These short articles are published as supplements to Maxwell Perspective’s overview of 90 years of Maxwell School history, “The More Things Change.”


Hoover and the MPA

31st President, Herbert Hoover, standing at a lectern and preparing to speak
Ex-President Herbert Hoover at the dedication of Maxwell Hall.

In 1937, former president Herbert Hoover, just a few years out of office, spoke at the dedication of Maxwell Hall (right). He talked about the importance of training young people to be active citizens while also lauding Maxwell’s pioneering MPA program.

Universities traditionally aim “to train minds and to strengthen character” and “to transmit the accumulated learning and culture of ages on to each rising generation,” said Hoover, as reported by the New York Times. But universities had expanded this mission into addressing “the day-to-day practical problems of life,” he added. “And now this institution especially has led in endeavor to lift public administration to a profession.”
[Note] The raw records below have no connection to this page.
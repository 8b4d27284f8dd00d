//! Workspace configuration.
//!
//! Settings come from a TOML file named by `STRATUS_CONFIG` (default
//! `config.toml`), every section optional. The database URL can be
//! overridden with `STRATUS_DATABASE_URL` so credentials stay out of
//! checked-in files. A bad strategy name fails at load, before any write.

use std::fs;
use std::path::Path;
use std::str::FromStr;
use std::time::Duration;

use serde::{Deserialize, Serialize};
use stratus_core::{Strategy, UnknownStrategy};

const DEFAULT_DATABASE_URL: &str = "mysql://stratus@localhost/stratus";
const DEFAULT_MAX_ATTEMPTS: u32 = 4;
const DEFAULT_BASE_DELAY_MS: u64 = 250;
const DEFAULT_MAX_DELAY_MS: u64 = 5_000;

#[derive(Debug, thiserror::Error)]
pub enum ConfigError {
    #[error("Invalid TOML: {0}")]
    Toml(#[from] toml::de::Error),
    #[error("IO error: {0}")]
    Io(#[from] std::io::Error),
    #[error(transparent)]
    Strategy(#[from] UnknownStrategy),
}

#[derive(Debug, Clone, Serialize, Deserialize)]
pub struct DatabaseConfig {
    pub url: Option<String>,
}

#[derive(Debug, Clone, Serialize, Deserialize)]
pub struct StorageConfig {
    /// Strategy name: `raw`, `normalized`, or `hybrid`.
    pub strategy: Option<String>,
}

#[derive(Debug, Clone, Serialize, Deserialize)]
pub struct RetryConfig {
    pub max_attempts: Option<u32>,
    pub base_delay_ms: Option<u64>,
    pub max_delay_ms: Option<u64>,
}

#[derive(Debug, Clone, Default, Serialize, Deserialize)]
pub struct AppConfig {
    pub database: Option<DatabaseConfig>,
    pub storage: Option<StorageConfig>,
    pub retry: Option<RetryConfig>,
}

impl AppConfig {
    /// Load from the path named by `STRATUS_CONFIG`, defaulting to
    /// `config.toml` in the working directory.
    pub fn load() -> Result<Self, ConfigError> {
        let path =
            std::env::var("STRATUS_CONFIG").unwrap_or_else(|_| "config.toml".to_string());
        Self::load_from(path)
    }

    /// Load from an explicit path. A missing file yields the defaults.
    pub fn load_from(path: impl AsRef<Path>) -> Result<Self, ConfigError> {
        let path = path.as_ref();
        let config = if path.exists() {
            toml::from_str(&fs::read_to_string(path)?)?
        } else {
            Self::default()
        };
        // Reject a misspelled strategy now rather than mid-run.
        config.strategy()?;
        Ok(config)
    }

    /// Database URL. `STRATUS_DATABASE_URL` beats the file, which beats
    /// the local default.
    pub fn database_url(&self) -> String {
        std::env::var("STRATUS_DATABASE_URL")
            .ok()
            .or_else(|| self.database.as_ref().and_then(|db| db.url.clone()))
            .unwrap_or_else(|| DEFAULT_DATABASE_URL.to_string())
    }

    /// The configured persistence strategy, defaulting to hybrid.
    pub fn strategy(&self) -> Result<Strategy, ConfigError> {
        match self.storage.as_ref().and_then(|s| s.strategy.as_deref()) {
            Some(name) => Ok(Strategy::from_str(name)?),
            None => Ok(Strategy::Hybrid),
        }
    }

    pub fn max_attempts(&self) -> u32 {
        self.retry
            .as_ref()
            .and_then(|r| r.max_attempts)
            .unwrap_or(DEFAULT_MAX_ATTEMPTS)
    }

    pub fn base_delay(&self) -> Duration {
        Duration::from_millis(
            self.retry
                .as_ref()
                .and_then(|r| r.base_delay_ms)
                .unwrap_or(DEFAULT_BASE_DELAY_MS),
        )
    }

    pub fn max_delay(&self) -> Duration {
        Duration::from_millis(
            self.retry
                .as_ref()
                .and_then(|r| r.max_delay_ms)
                .unwrap_or(DEFAULT_MAX_DELAY_MS),
        )
    }
}
//! Record assembly and read-time reconstruction
//!
//! `flatten` walks the field table once per document and never emits a
//! partial record. `reconstruct` applies the identical walk to a stored
//! payload; for any payload the two must agree field for field.

use crate::document::SourceDocument;
use crate::fields::{columns, compiled_fields, extract, FIELDS};
use crate::record::{FlatRecord, NaturalKey, Observation};
use crate::{FlattenError, FlattenResult};
use serde_json::Value;

/// Flatten one document into a writable observation.
pub fn flatten(document: &SourceDocument) -> FlattenResult<Observation> {
    let record = assemble(document.root())?;
    Ok(Observation {
        record,
        payload: document.payload().to_string(),
    })
}

/// Re-derive the flattened record from a stored payload.
pub fn reconstruct(payload: &str) -> FlattenResult<FlatRecord> {
    let root: Value = serde_json::from_str(payload)?;
    assemble(&root)
}

fn assemble(root: &Value) -> FlattenResult<FlatRecord> {
    let fields = compiled_fields();
    let mut values = Vec::with_capacity(fields.len());
    let mut location_id = None;
    let mut observation_time = None;

    for field in fields {
        let value = extract(root, field)?;
        if field.required() && value.is_null() {
            return Err(FlattenError::RequiredFieldMissing {
                field: field.spec.column,
                path: field.spec.path,
            });
        }
        if field.column() == columns::LOCATION_ID {
            location_id = value.as_i64();
        } else if field.column() == columns::OBSERVATION_TIME {
            observation_time = value.as_i64();
        }
        values.push(value);
    }

    let key = NaturalKey {
        location_id: location_id.ok_or_else(|| missing_key(columns::LOCATION_ID))?,
        observation_time: observation_time
            .ok_or_else(|| missing_key(columns::OBSERVATION_TIME))?,
    };

    Ok(FlatRecord::new(key, values))
}

fn missing_key(column: &'static str) -> FlattenError {
    let path = FIELDS
        .iter()
        .find(|f| f.column == column)
        .map(|f| f.path)
        .unwrap_or(column);
    FlattenError::RequiredFieldMissing {
        field: column,
        path,
    }
}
One reason for the urgency of this job, Hoover noted, was the growth in government jobs. “We have increased the people who live on the public payroll from 1 percent of the population to over 10 percent, and they certainly need training.” That training entails more than “the addition of specialized scientific skill to general culture,” Hoover said. “It means the creation of a body of ethics and honesty in professional conduct, together with pride and distinction in a calling.”

Building Maxwell 

The skeleton frame of Maxwell Hall, with a construction crane in the background
This rarely seen photo shows the steel framing for Maxwell Hall — including the distinctive form that would become Maxwell Auditorium.

In October 1924, when Maxwell formally opened, the School’s home was the second floor of the recently completed Slocum Hall. The need for more space became quickly evident and plans were hatched for the School’s own building. Progress was slowed by the Great Depression, but the Georgian colonial brick building, with its Ionic columns, was dedicated in 1937, accommodating four departments, 32 faculty members, fewer than 100 graduate students, and classrooms adequate also for undergraduate courses.
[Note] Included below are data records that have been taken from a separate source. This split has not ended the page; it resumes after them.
//! Store operations against the MySQL column families

use crate::schema;
use crate::{DbClient, Disposition, ObservationStore, StoreError, StoreResult};
use async_trait::async_trait;
use sqlx::mysql::{MySqlArguments, MySqlRow};
use sqlx::query::Query;
use sqlx::{MySql, Row};
use stratus_core::{
    compiled_fields, field, reconstruct, CompiledField, FieldKind, FieldValue, FlatRecord,
    NaturalKey, Observation, PlanError, Strategy, WritePlan,
};
use tracing::{debug, instrument};

impl DbClient {
    /// Create the three column families and the reconstruction view if
    /// they do not exist yet.
    #[instrument(skip(self))]
    pub async fn ensure_schema(&self) -> StoreResult<()> {
        for strategy in Strategy::ALL {
            let ddl = schema::create_table_sql(strategy.plan())?;
            sqlx::query(&ddl).execute(self.pool()).await?;
        }
        sqlx::query(&schema::create_view_sql())
            .execute(self.pool())
            .await?;

        debug!("column families and reconstruction view ensured");
        Ok(())
    }

    /// Stored payload text for one key, from a payload-carrying family.
    #[instrument(skip(self, plan), fields(table = plan.table))]
    pub async fn fetch_payload(
        &self,
        key: NaturalKey,
        plan: &WritePlan,
    ) -> StoreResult<Option<String>> {
        let column = plan
            .payload_column
            .ok_or(StoreError::MissingPayload { table: plan.table })?;

        let sql = format!(
            "SELECT {} FROM {} WHERE {}",
            column,
            plan.table,
            key_predicate(plan)
        );
        let row = sqlx::query(&sql)
            .bind(key.location_id)
            .bind(key.observation_time)
            .fetch_optional(self.pool())
            .await?;

        match row {
            None => Ok(None),
            Some(row) => {
                let value: sqlx::types::Json<serde_json::Value> = row.try_get(column)?;
                Ok(Some(value.0.to_string()))
            }
        }
    }

    async fn fetch_columns(
        &self,
        key: NaturalKey,
        plan: &WritePlan,
    ) -> StoreResult<Option<FlatRecord>> {
        let sql = format!(
            "SELECT * FROM {} WHERE {}",
            plan.table,
            key_predicate(plan)
        );
        let row = sqlx::query(&sql)
            .bind(key.location_id)
            .bind(key.observation_time)
            .fetch_optional(self.pool())
            .await?;

        let Some(row) = row else { return Ok(None) };

        let mut values = Vec::with_capacity(compiled_fields().len());
        for f in compiled_fields() {
            let value = if plan.field_columns.contains(&f.column()) {
                decode_field(&row, f)?
            } else {
                FieldValue::Null
            };
            values.push(value);
        }
        Ok(Some(FlatRecord::new(key, values)))
    }
}

#[async_trait]
impl ObservationStore for DbClient {
    #[instrument(skip(self, observation, plan), fields(key = %observation.key(), table = plan.table))]
    async fn insert(
        &self,
        observation: &Observation,
        plan: &WritePlan,
    ) -> StoreResult<Disposition> {
        let sql = schema::insert_sql(plan)?;
        let mut query = sqlx::query(&sql);

        for &column in &plan.field_columns {
            let f = field(column).ok_or(PlanError::UnknownColumn {
                table: plan.table,
                column,
            })?;
            let value = observation
                .record
                .get(column)
                .cloned()
                .unwrap_or(FieldValue::Null);
            query = bind_field(query, f.kind(), value);
        }
        if plan.payload_column.is_some() {
            query = query.bind(observation.payload.clone());
        }

        let result = query.execute(self.pool()).await?;
        let disposition = match result.rows_affected() {
            0 => Disposition::Unchanged,
            1 => Disposition::Inserted,
            _ => Disposition::Replaced,
        };

        debug!(rows = result.rows_affected(), "observation write");
        Ok(disposition)
    }

    async fn read_back(
        &self,
        key: NaturalKey,
        plan: &WritePlan,
    ) -> StoreResult<Option<FlatRecord>> {
        if plan.carries_payload() {
            match self.fetch_payload(key, plan).await? {
                None => Ok(None),
                Some(payload) => reconstruct(&payload)
                    .map(Some)
                    .map_err(|source| StoreError::Reconstruction { key, source }),
            }
        } else {
            self.fetch_columns(key, plan).await
        }
    }

    #[instrument(skip(self, plan), fields(table = plan.table))]
    async fn logical_rows(&self, plan: &WritePlan) -> StoreResult<u64> {
        let sql = format!("SELECT COUNT(*) AS count FROM {}", plan.table);
        let row = sqlx::query(&sql).fetch_one(self.pool()).await?;
        let count: i64 = row.try_get("count")?;
        Ok(count as u64)
    }
}

/// Equality predicate over the plan's key columns, bound in the
/// `KEY_COLUMNS` order.
fn key_predicate(plan: &WritePlan) -> String {
    plan.key_columns
        .iter()
        .map(|column| format!("{} = ?", column))
        .collect::<Vec<_>>()
        .join(" AND ")
}

/// Bind one record value; nulls are typed by the column's kind.
fn bind_field(
    query: Query<'_, MySql, MySqlArguments>,
    kind: FieldKind,
    value: FieldValue,
) -> Query<'_, MySql, MySqlArguments> {
    match value {
        FieldValue::Integer(v) => query.bind(v),
        FieldValue::Float(v) => query.bind(v),
        FieldValue::Text(v) => query.bind(v),
        FieldValue::Null => match kind {
            FieldKind::Integer => query.bind(Option::<i64>::None),
            FieldKind::Float => query.bind(Option::<f64>::None),
            FieldKind::Text => query.bind(Option::<String>::None),
        },
    }
}

fn decode_field(row: &MySqlRow, field: &CompiledField) -> StoreResult<FieldValue> {
    let value = match field.kind() {
        FieldKind::Integer => row
            .try_get::<Option<i64>, _>(field.column())?
            .map(FieldValue::Integer),
        FieldKind::Float => row
            .try_get::<Option<f64>, _>(field.column())?
            .map(FieldValue::Float),
        FieldKind::Text => row
            .try_get::<Option<String>, _>(field.column())?
            .map(FieldValue::Text),
    };
    Ok(value.unwrap_or(FieldValue::Null))
}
Fast-forward 50 years, and Maxwell encompassed 15 departments/programs and 125 faculty members, serving more than 700 graduate students and 1,600 undergraduate majors. By 1989, components of Maxwell had scattered onto ten locations around campus, and professors were teaching more than 90 percent of their courses outside Maxwell Hall. Hence the campaign for Melvin A. Eggers Hall, dedicated in 1994. The six-story building, constructed at a cost of $20 million and connected to Maxwell Hall (which also got a $5 million makeover), emphasized public areas to bolster the sense of community, and also provided a home for two new research institutes—the Campbell Public Affairs Institute and Global Affairs Institute.

Today the Maxwell/Eggers complex is a busy hub of teaching, research, and collaboration. A few of the School’s facilities and programs have expanded to other locations — the archaeology lab and aging studies faculty in Lyman Hall, and the centers for environmental policy, and for technology and information policy in Crouse-Hinds. But with those few exceptions the Maxwell School now operates within the comfortable confines of Maxwell and Eggers Halls. 

The Political Fray

African-American demonstraters marching and holding signs, one of which says,
Demonstrations in 1963 to protest construction of I-81, in which Maxwell faculty members and students participated. (Courtesy Onondaga Historical Association.)

Considering that the Maxwell School was designed from the start to engage with civic issues and public policy, it’s no surprise that the School has been politically active throughout its history — and scrutinized and criticized for its perceived political leanings.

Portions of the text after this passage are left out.